• **The problem**: Return, from the lines below, each one that includes the word "actions".

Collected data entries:
★ ★ ★ ★ ★

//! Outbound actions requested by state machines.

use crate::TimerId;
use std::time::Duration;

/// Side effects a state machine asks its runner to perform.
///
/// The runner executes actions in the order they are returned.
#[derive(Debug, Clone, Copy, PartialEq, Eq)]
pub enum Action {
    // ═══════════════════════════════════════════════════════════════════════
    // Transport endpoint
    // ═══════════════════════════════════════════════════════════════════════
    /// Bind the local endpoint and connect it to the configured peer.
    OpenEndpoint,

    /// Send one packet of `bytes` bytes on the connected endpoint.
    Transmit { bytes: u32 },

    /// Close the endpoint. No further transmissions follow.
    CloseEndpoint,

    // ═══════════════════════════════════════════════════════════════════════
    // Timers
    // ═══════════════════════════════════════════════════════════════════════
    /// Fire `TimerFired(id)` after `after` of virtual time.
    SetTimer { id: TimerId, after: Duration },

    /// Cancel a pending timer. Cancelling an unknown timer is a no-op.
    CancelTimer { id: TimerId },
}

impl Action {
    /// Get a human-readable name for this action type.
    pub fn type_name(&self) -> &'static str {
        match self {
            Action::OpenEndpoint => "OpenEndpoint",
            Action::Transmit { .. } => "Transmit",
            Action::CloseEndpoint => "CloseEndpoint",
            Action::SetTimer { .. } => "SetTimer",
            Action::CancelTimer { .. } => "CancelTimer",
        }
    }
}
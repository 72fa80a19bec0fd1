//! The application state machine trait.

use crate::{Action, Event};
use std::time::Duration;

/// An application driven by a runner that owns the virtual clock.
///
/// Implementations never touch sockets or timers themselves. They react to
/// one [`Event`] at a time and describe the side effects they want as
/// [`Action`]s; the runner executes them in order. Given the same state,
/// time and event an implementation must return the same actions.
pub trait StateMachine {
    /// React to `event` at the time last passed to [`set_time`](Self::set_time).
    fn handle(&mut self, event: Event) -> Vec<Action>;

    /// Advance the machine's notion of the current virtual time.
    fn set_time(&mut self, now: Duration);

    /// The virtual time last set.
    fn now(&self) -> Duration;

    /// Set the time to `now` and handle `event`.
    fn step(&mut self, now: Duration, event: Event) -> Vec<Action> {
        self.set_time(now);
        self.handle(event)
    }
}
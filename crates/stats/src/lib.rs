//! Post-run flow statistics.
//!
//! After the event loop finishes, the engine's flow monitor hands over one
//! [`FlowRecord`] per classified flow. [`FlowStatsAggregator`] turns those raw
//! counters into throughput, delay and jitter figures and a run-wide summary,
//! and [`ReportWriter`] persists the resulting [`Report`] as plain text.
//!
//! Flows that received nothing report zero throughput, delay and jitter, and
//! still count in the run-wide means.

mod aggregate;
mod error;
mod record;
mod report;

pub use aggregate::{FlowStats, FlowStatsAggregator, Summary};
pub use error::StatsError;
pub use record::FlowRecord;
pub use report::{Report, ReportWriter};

★ ★ ★ ★ ★

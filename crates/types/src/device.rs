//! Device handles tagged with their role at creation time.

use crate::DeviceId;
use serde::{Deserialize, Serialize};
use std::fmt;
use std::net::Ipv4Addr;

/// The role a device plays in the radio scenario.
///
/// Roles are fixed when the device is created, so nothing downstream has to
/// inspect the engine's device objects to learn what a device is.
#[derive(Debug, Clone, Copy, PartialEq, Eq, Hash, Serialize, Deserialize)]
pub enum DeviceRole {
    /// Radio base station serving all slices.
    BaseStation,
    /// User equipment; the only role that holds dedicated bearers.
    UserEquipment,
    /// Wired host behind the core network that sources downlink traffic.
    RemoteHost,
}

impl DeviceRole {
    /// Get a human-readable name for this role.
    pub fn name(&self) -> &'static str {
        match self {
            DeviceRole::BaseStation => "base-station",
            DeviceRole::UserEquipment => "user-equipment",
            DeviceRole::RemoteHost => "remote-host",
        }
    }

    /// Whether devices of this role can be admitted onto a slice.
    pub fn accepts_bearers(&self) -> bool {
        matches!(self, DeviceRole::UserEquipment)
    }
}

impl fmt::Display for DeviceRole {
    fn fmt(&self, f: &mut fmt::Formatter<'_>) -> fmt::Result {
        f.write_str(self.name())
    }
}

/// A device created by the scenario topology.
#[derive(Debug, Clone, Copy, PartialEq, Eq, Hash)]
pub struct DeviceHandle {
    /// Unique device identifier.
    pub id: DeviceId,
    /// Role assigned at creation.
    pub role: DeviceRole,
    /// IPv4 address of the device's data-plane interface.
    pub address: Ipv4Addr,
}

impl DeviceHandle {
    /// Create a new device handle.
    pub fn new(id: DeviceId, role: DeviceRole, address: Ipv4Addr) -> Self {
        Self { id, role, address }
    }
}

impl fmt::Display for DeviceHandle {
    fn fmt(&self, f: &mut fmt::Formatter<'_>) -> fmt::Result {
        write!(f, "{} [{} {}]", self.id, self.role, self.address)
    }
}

★ ★ ★ ★ ★

• **Task response**:
//! Outbound actions requested by state machines.
/// The runner executes actions in the order they are returned.
/// time and event an implementation must return the same actions.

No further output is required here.